- [Instructions for the task]:
Among the records that follow, set down only the lines from the one containing "use std::collections::HashMap;" to the one containing "rather than characters.", both included, exactly.
[Supplied records — start]
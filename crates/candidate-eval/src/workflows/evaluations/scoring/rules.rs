use serde::{Deserialize, Serialize};

use super::super::domain::{JobFamily, ScoreSet};

/// Disqualifying-condition signal for one score set or an aggregate.
#[derive(Debug, Clone, PartialEq, Eq, Default, Serialize, Deserialize)]
pub struct RedFlag {
    pub triggered: bool,
    #[serde(default, skip_serializing_if = "Option::is_none")]
    pub reason: Option<String>,
}

impl RedFlag {
    pub fn clear() -> Self {
        Self::default()
    }

    pub fn raised(reason: impl Into<String>) -> Self {
        Self {
            triggered: true,
            reason: Some(reason.into()),
        }
    }
}

/// One entry in the ordered red-flag list.
pub struct RedFlagRule {
    pub name: &'static str,
    pub applies: fn(JobFamily, &ScoreSet) -> bool,
    pub reason: &'static str,
}

const LOW_RATING: i32 = 2;

fn low_safety(_family: JobFamily, scores: &ScoreSet) -> bool {
    scores.safety <= LOW_RATING
}

fn qaqc_low_standards(family: JobFamily, scores: &ScoreSet) -> bool {
    family == JobFamily::QaqcMetrology && scores.technical <= LOW_RATING
}

fn hse_low_regulatory(family: JobFamily, scores: &ScoreSet) -> bool {
    family == JobFamily::SafetySecurity && scores.technical <= LOW_RATING
}

/// Evaluated top to bottom; the first rule that applies wins. Append new rules at the end.
pub const RED_FLAG_RULES: &[RedFlagRule] = &[
    RedFlagRule {
        name: "universal_safety",
        applies: low_safety,
        reason: "Safety/Integrity ≤ 2",
    },
    RedFlagRule {
        name: "qaqc_standards",
        applies: qaqc_low_standards,
        reason: "Standards/Compliance (technical) ≤ 2",
    },
    RedFlagRule {
        name: "hse_regulatory",
        applies: hse_low_regulatory,
        reason: "HSE/Regulatory knowledge (technical) ≤ 2",
    },
];

pub(crate) fn first_match<'a>(
    rules: &'a [RedFlagRule],
    family: JobFamily,
    scores: &ScoreSet,
) -> Option<&'a RedFlagRule> {
    let scores = scores.clamped();
    rules.iter().find(|rule| (rule.applies)(family, &scores))
}

pub fn evaluate_red_flag(family: JobFamily, scores: &ScoreSet) -> RedFlag {
    match first_match(RED_FLAG_RULES, family, scores) {
        Some(rule) => {
            tracing::debug!(rule = rule.name, %family, "red flag raised");
            RedFlag::raised(rule.reason)
        }
        None => RedFlag::clear(),
    }
}
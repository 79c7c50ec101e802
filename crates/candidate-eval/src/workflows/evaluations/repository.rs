use serde::{Deserialize, Serialize};

use super::domain::{CandidateId, EvaluationRecord, JobFamily, RoundId};
use super::scoring::HistoricalEvaluation;

/// Filters for listing evaluations; an empty query matches everything.
#[derive(Debug, Clone, Default, PartialEq, Eq, Serialize, Deserialize)]
pub struct EvaluationQuery {
    #[serde(default)]
    pub candidate_id: Option<CandidateId>,
    #[serde(default)]
    pub round_id: Option<RoundId>,
}

impl EvaluationQuery {
    pub fn for_candidate(candidate_id: CandidateId) -> Self {
        Self {
            candidate_id: Some(candidate_id),
            round_id: None,
        }
    }

    pub fn matches(&self, record: &EvaluationRecord) -> bool {
        self.candidate_id
            .as_ref()
            .map_or(true, |id| *id == record.candidate_id)
            && self
                .round_id
                .as_ref()
                .map_or(true, |id| *id == record.round_id)
    }
}

impl From<&EvaluationRecord> for HistoricalEvaluation {
    fn from(record: &EvaluationRecord) -> Self {
        Self {
            scores: record.scores,
            percent: record.eval_percent,
        }
    }
}

/// Storage abstraction for evaluation records.
///
/// `upsert` is keyed on (candidate, round, interviewer): a second submission for the same
/// key replaces the stored scores but keeps the original `created_at`.
pub trait EvaluationRepository: Send + Sync {
    fn upsert(&self, record: EvaluationRecord) -> Result<EvaluationRecord, RepositoryError>;
    /// Matching records, newest `created_at` first.
    fn list(&self, query: &EvaluationQuery) -> Result<Vec<EvaluationRecord>, RepositoryError>;

    fn for_candidate(
        &self,
        candidate_id: &CandidateId,
    ) -> Result<Vec<EvaluationRecord>, RepositoryError> {
        self.list(&EvaluationQuery::for_candidate(candidate_id.clone()))
    }
}

/// Source of the job family each candidate applied for.
pub trait CandidateDirectory: Send + Sync {
    fn applied_family(
        &self,
        candidate_id: &CandidateId,
    ) -> Result<Option<JobFamily>, RepositoryError>;
}

#[derive(Debug, thiserror::Error)]
pub enum RepositoryError {
    #[error("record not found")]
    NotFound,
    #[error("repository unavailable: {0}")]
    Unavailable(String),
}
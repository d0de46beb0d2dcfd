//! Error types for the courier.

use std::path::PathBuf;
use std::time::Duration;

/// Top-level error type.
#[derive(Debug, thiserror::Error)]
pub enum Error {
    #[error("Configuration error: {0}")]
    Config(#[from] ConfigError),

    #[error("Channel error: {0}")]
    Channel(#[from] ChannelError),

    #[error("Fetch error: {0}")]
    Fetch(#[from] FetchError),

    #[error("Upload error: {0}")]
    Upload(#[from] UploadError),

    #[error("LLM error: {0}")]
    Llm(#[from] LlmError),

    #[error("Catalog error: {0}")]
    Catalog(#[from] CatalogError),
}

/// Configuration-related errors.
#[derive(Debug, thiserror::Error)]
pub enum ConfigError {
    #[error("Missing required environment variable: {0}")]
    MissingEnvVar(String),

    #[error("Invalid configuration value for {key}: {message}")]
    InvalidValue { key: String, message: String },
}

/// Transport (chat channel) errors.
#[derive(Debug, thiserror::Error)]
pub enum ChannelError {
    #[error("Channel {name} failed to start: {reason}")]
    StartupFailed { name: String, reason: String },

    #[error("Channel {name} logged out: {reason}")]
    LoggedOut { name: String, reason: String },

    #[error("Failed to send message on channel {name}: {reason}")]
    SendFailed { name: String, reason: String },

    #[error("Failed to download attachment on channel {name}: {reason}")]
    DownloadFailed { name: String, reason: String },

    #[error("Channel {name} does not support {operation}")]
    Unsupported { name: String, operation: String },
}

/// Media and caption fetch errors.
#[derive(Debug, thiserror::Error)]
pub enum FetchError {
    #[error("{tool} is not installed or not on PATH")]
    ToolMissing { tool: String },

    #[error("{tool} exited with {status}: {stderr}")]
    ToolFailed {
        tool: String,
        status: String,
        stderr: String,
    },

    #[error("No matching output file found in {}", dir.display())]
    NoArtifact { dir: PathBuf },

    #[error("No manual subtitles available for this video")]
    NoManualSubtitles,

    #[error("Attachment download failed: {0}")]
    Attachment(#[from] ChannelError),

    #[error("IO error: {0}")]
    Io(#[from] std::io::Error),
}

/// Upload backend errors. Surfaced to the requester as `UploadFailed`.
#[derive(Debug, thiserror::Error)]
pub enum UploadError {
    #[error("HTTP error: {0}")]
    Http(#[from] reqwest::Error),

    #[error("{service} rejected the upload ({status}): {body}")]
    Rejected {
        service: String,
        status: u16,
        body: String,
    },

    #[error("Invalid response from {service}: {reason}")]
    InvalidResponse { service: String, reason: String },

    #[error("Credential store error: {0}")]
    Credentials(String),

    #[error("JSON error: {0}")]
    Json(#[from] serde_json::Error),

    #[error("IO error: {0}")]
    Io(#[from] std::io::Error),
}

/// Text-pipeline (generative cleanup) errors.
#[derive(Debug, thiserror::Error)]
pub enum LlmError {
    #[error("No API key configured for {provider}")]
    NotConfigured { provider: String },

    #[error("Provider {provider} request failed: {reason}")]
    RequestFailed { provider: String, reason: String },

    #[error("Provider {provider} rate limited, retry after {retry_after:?}")]
    RateLimited {
        provider: String,
        retry_after: Option<Duration>,
    },

    #[error("Invalid response from {provider}: {reason}")]
    InvalidResponse { provider: String, reason: String },

    #[error("JSON error: {0}")]
    Json(#[from] serde_json::Error),
}

/// Random-pick catalog errors.
#[derive(Debug, thiserror::Error)]
pub enum CatalogError {
    #[error("Catalog file not found: {}", .0.display())]
    NotFound(PathBuf),

    #[error("Failed to parse catalog: {0}")]
    Parse(#[from] serde_json::Error),

    #[error("IO error: {0}")]
    Io(#[from] std::io::Error),
}

/// Why a job ended without delivering its artifact.
///
/// Submission-time dispositions (ignored, rejected, queued) live in
/// [`crate::scheduler::Disposition`]; these are the terminal failures of a
/// job that actually ran.
#[derive(Debug, Clone, Copy, PartialEq, Eq, thiserror::Error)]
pub enum JobFailure {
    #[error("content fetch failed")]
    FetchFailed,

    #[error("destination credential is invalid")]
    AuthInvalid,

    #[error("upload failed")]
    UploadFailed,

    #[error("transport lost while reporting progress")]
    TransportLost,

    #[error("job aborted unexpectedly")]
    UnknownFatal,
}

/// Result type alias for the courier.
pub type Result<T> = std::result::Result<T, Error>;

#[cfg(test)]
mod tests {
    use super::*;

    #[test]
    fn nested_errors_convert_into_top_level() {
        let err: Error = ConfigError::MissingEnvVar("COURIER_PRIMARY_ID".into()).into();
        assert!(matches!(err, Error::Config(_)));
        assert!(err.to_string().contains("COURIER_PRIMARY_ID"));
    }

    #[test]
    fn rate_limit_display_includes_delay() {
        let err = LlmError::RateLimited {
            provider: "gemini".into(),
            retry_after: Some(Duration::from_secs(12)),
        };
        assert!(err.to_string().contains("12s"));
    }

    #[test]
    fn channel_error_lifts_into_fetch_error() {
        let err: FetchError = ChannelError::Unsupported {
            name: "cli".into(),
            operation: "attachments".into(),
        }
        .into();
        assert!(matches!(err, FetchError::Attachment(_)));
    }
}
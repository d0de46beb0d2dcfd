//! Categorized list of items for the random-pick commands.
//!
//! The catalog is a JSON object mapping category names to string arrays,
//! e.g. `{"female": ["..."], "male": ["..."]}`. It is re-read on every pick
//! so edits take effect without a restart.

use std::collections::HashMap;
use std::fmt;
use std::path::PathBuf;

use rand::seq::SliceRandom;
use serde::{Deserialize, Serialize};

use crate::error::CatalogError;

/// Category a random pick is drawn from.
#[derive(Debug, Clone, Copy, PartialEq, Eq, Hash, Serialize, Deserialize)]
#[serde(rename_all = "snake_case")]
pub enum Category {
    Female,
    Male,
    /// Titles rather than characters.
    Hentai,
}

impl Category {
    /// Key used in the catalog file.
    pub fn key(&self) -> &'static str {
        match self {
            Self::Female => "female",
            Self::Male => "male",
            Self::Hentai => "hentai",
        }
    }

    pub fn emoji(&self) -> &'static str {
        match self {
            Self::Female => "💖",
            Self::Male => "💙",
            Self::Hentai => "🔞",
        }
    }
}

impl fmt::Display for Category {
    fn fmt(&self, f: &mut fmt::Formatter<'_>) -> fmt::Result {
        write!(f, "{}", self.key())
    }
}

/// File-backed catalog.
#[derive(Debug, Clone)]
pub struct Catalog {
    path: PathBuf,
}

impl Catalog {
    pub fn new(path: impl Into<PathBuf>) -> Self {
        Self { path: path.into() }
    }

    /// Pick a random item from `category`. `Ok(None)` when the category is
    /// missing or empty.
    pub async fn pick(&self, category: Category) -> Result<Option<String>, CatalogError> {
        let raw = match tokio::fs::read_to_string(&self.path).await {
            Ok(raw) => raw,
            Err(e) if e.kind() == std::io::ErrorKind::NotFound => {
                return Err(CatalogError::NotFound(self.path.clone()));
            }
            Err(e) => return Err(e.into()),
        };
        let entries: HashMap<String, Vec<String>> = serde_json::from_str(&raw)?;

        let picked = entries
            .get(category.key())
            .and_then(|items| items.choose(&mut rand::thread_rng()))
            .cloned();
        Ok(picked)
    }
}

#[cfg(test)]
mod tests {
    use super::*;

    #[tokio::test]
    async fn pick_returns_item_from_category() {
        let dir = tempfile::tempdir().unwrap();
        let path = dir.path().join("characters.json");
        std::fs::write(&path, r#"{"female": ["Ada", "Grace"], "male": []}"#).unwrap();

        let catalog = Catalog::new(&path);
        let item = catalog.pick(Category::Female).await.unwrap().unwrap();
        assert!(item == "Ada" || item == "Grace");
    }

    #[tokio::test]
    async fn empty_category_yields_none() {
        let dir = tempfile::tempdir().unwrap();
        let path = dir.path().join("characters.json");
        std::fs::write(&path, r#"{"female": ["Ada"], "male": []}"#).unwrap();

        let catalog = Catalog::new(&path);
        assert!(catalog.pick(Category::Male).await.unwrap().is_none());
    }

    #[tokio::test]
    async fn categories_read_their_own_key() {
        let dir = tempfile::tempdir().unwrap();
        let path = dir.path().join("characters.json");
        std::fs::write(&path, r#"{"female": ["Ada"], "hentai": ["Some Title"]}"#).unwrap();

        let catalog = Catalog::new(&path);
        assert_eq!(
            catalog.pick(Category::Hentai).await.unwrap().as_deref(),
            Some("Some Title")
        );
        assert!(catalog.pick(Category::Male).await.unwrap().is_none());
    }

    #[tokio::test]
    async fn missing_file_is_reported() {
        let dir = tempfile::tempdir().unwrap();
        let catalog = Catalog::new(dir.path().join("nope.json"));
        let err = catalog.pick(Category::Female).await.unwrap_err();
        assert!(matches!(err, CatalogError::NotFound(_)));
    }

    #[tokio::test]
    async fn malformed_file_is_a_parse_error() {
        let dir = tempfile::tempdir().unwrap();
        let path = dir.path().join("characters.json");
        std::fs::write(&path, "not json").unwrap();
        let err = Catalog::new(&path).pick(Category::Female).await.unwrap_err();
        assert!(matches!(err, CatalogError::Parse(_)));
    }
}
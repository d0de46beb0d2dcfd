//! Channel abstraction for the chat transport session.

pub mod channel;
pub mod cli;
pub mod telegram;

pub use channel::*;
pub use cli::CliChannel;
pub use telegram::TelegramChannel;
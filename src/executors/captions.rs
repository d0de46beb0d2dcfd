//! Manual subtitle download for the lyrics command.

use std::path::{Path, PathBuf};

use async_trait::async_trait;
use tokio::process::Command;
use uuid::Uuid;

use crate::error::FetchError;
use crate::executors::CaptionFetcher;
use crate::executors::fetch::{FetchConfig, newest_matching, run_tool};

/// Preferred subtitle languages, in order.
const SUB_LANGS: &str = "pt-BR,pt,por";

const SUBTITLE_EXTENSIONS: &[&str] = &["srt", "vtt", "ass", "ttml", "lrc"];

/// yt-dlp stderr fragments meaning "no manual subtitles".
const NO_SUBS_MARKERS: &[&str] = &["no subtitles", "no captions", "requested subtitle"];

/// Downloads manual (never auto-generated) subtitles with yt-dlp.
#[derive(Debug, Clone)]
pub struct YtDlpCaptionFetcher {
    config: FetchConfig,
    work_dir: PathBuf,
}

impl YtDlpCaptionFetcher {
    pub fn new(config: FetchConfig, work_dir: impl Into<PathBuf>) -> Self {
        Self {
            config,
            work_dir: work_dir.into(),
        }
    }

    async fn download(&self, url: &str, prefix: &str) -> Result<(), FetchError> {
        let template = self.work_dir.join(format!("{prefix}%(title)s.%(ext)s"));
        let mut cmd = Command::new(&self.config.yt_dlp);
        cmd.args(["--write-subs", "--no-write-auto-subs", "--sub-langs", SUB_LANGS])
            .args(["--skip-download", "--restrict-filenames"])
            .arg("-o")
            .arg(&template);
        if let Some(cookies) = self.config.existing_cookies().await {
            cmd.arg("--cookies").arg(cookies);
        }
        cmd.arg(url);

        match run_tool(&self.config.yt_dlp, cmd).await {
            Ok(output) if mentions_missing_subs(&output.stderr) => {
                tracing::debug!(stderr = %output.stderr.trim(), "yt-dlp reported no subtitles");
                Ok(())
            }
            Ok(_) => Ok(()),
            Err(FetchError::ToolFailed { stderr, .. }) if mentions_missing_subs(&stderr) => {
                Err(FetchError::NoManualSubtitles)
            }
            Err(e) => Err(e),
        }
    }
}

#[async_trait]
impl CaptionFetcher for YtDlpCaptionFetcher {
    async fn fetch_captions(&self, url: &str) -> Result<String, FetchError> {
        tokio::fs::create_dir_all(&self.work_dir).await?;
        // Unique per call so concurrent lyrics requests never pick up each other's files.
        let prefix = format!("subtitle_{}_", Uuid::new_v4().simple());
        self.download(url, &prefix).await?;

        let found = newest_matching(&self.work_dir, None, |p| is_subtitle_file(p, &prefix)).await?;
        let Some(path) = found else {
            return Err(FetchError::NoManualSubtitles);
        };

        tracing::info!(path = %path.display(), "Subtitle file downloaded");
        let content = tokio::fs::read_to_string(&path).await;
        if let Err(e) = tokio::fs::remove_file(&path).await {
            tracing::warn!(path = %path.display(), error = %e, "Failed to remove subtitle file");
        }
        Ok(content?)
    }
}

fn mentions_missing_subs(stderr: &str) -> bool {
    let lower = stderr.to_lowercase();
    NO_SUBS_MARKERS.iter().any(|m| lower.contains(m))
}

fn is_subtitle_file(path: &Path, prefix: &str) -> bool {
    let named = path
        .file_name()
        .and_then(|n| n.to_str())
        .is_some_and(|n| n.starts_with(prefix));
    let subtitle = path
        .extension()
        .and_then(|e| e.to_str())
        .is_some_and(|e| SUBTITLE_EXTENSIONS.iter().any(|x| x.eq_ignore_ascii_case(e)));
    named && subtitle
}

#[cfg(test)]
mod tests {
    use super::*;

    #[test]
    fn subtitle_file_needs_prefix_and_extension() {
        let prefix = "subtitle_abc_";
        assert!(is_subtitle_file(
            Path::new("/w/subtitle_abc_Song.pt-BR.vtt"),
            prefix
        ));
        assert!(is_subtitle_file(Path::new("/w/subtitle_abc_Song.pt.SRT"), prefix));
        assert!(!is_subtitle_file(Path::new("/w/subtitle_xyz_Song.vtt"), prefix));
        assert!(!is_subtitle_file(Path::new("/w/subtitle_abc_Song.mp4"), prefix));
    }

    #[test]
    fn recognizes_missing_subtitle_messages() {
        assert!(mentions_missing_subs(
            "WARNING: There are no subtitles for the requested languages"
        ));
        assert!(mentions_missing_subs("Requested subtitle format not available"));
        assert!(!mentions_missing_subs("ERROR: Unable to download webpage"));
    }

    #[tokio::test]
    async fn missing_yt_dlp_is_tool_missing() {
        let dir = tempfile::tempdir().unwrap();
        let fetcher = YtDlpCaptionFetcher::new(
            FetchConfig {
                yt_dlp: "courier-no-such-yt-dlp".into(),
                ..FetchConfig::default()
            },
            dir.path(),
        );
        let err = fetcher
            .fetch_captions("https://youtu.be/abc")
            .await
            .unwrap_err();
        assert!(matches!(err, FetchError::ToolMissing { .. }));
    }
}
[Supplied records — finish]
- [Result below]:
use std::collections::HashMap;
use std::fmt;
use std::path::PathBuf;

use rand::seq::SliceRandom;
use serde::{Deserialize, Serialize};

use crate::error::CatalogError;

/// Category a random pick is drawn from.
#[derive(Debug, Clone, Copy, PartialEq, Eq, Hash, Serialize, Deserialize)]
#[serde(rename_all = "snake_case")]
pub enum Category {
    Female,
    Male,
    /// Titles rather than characters.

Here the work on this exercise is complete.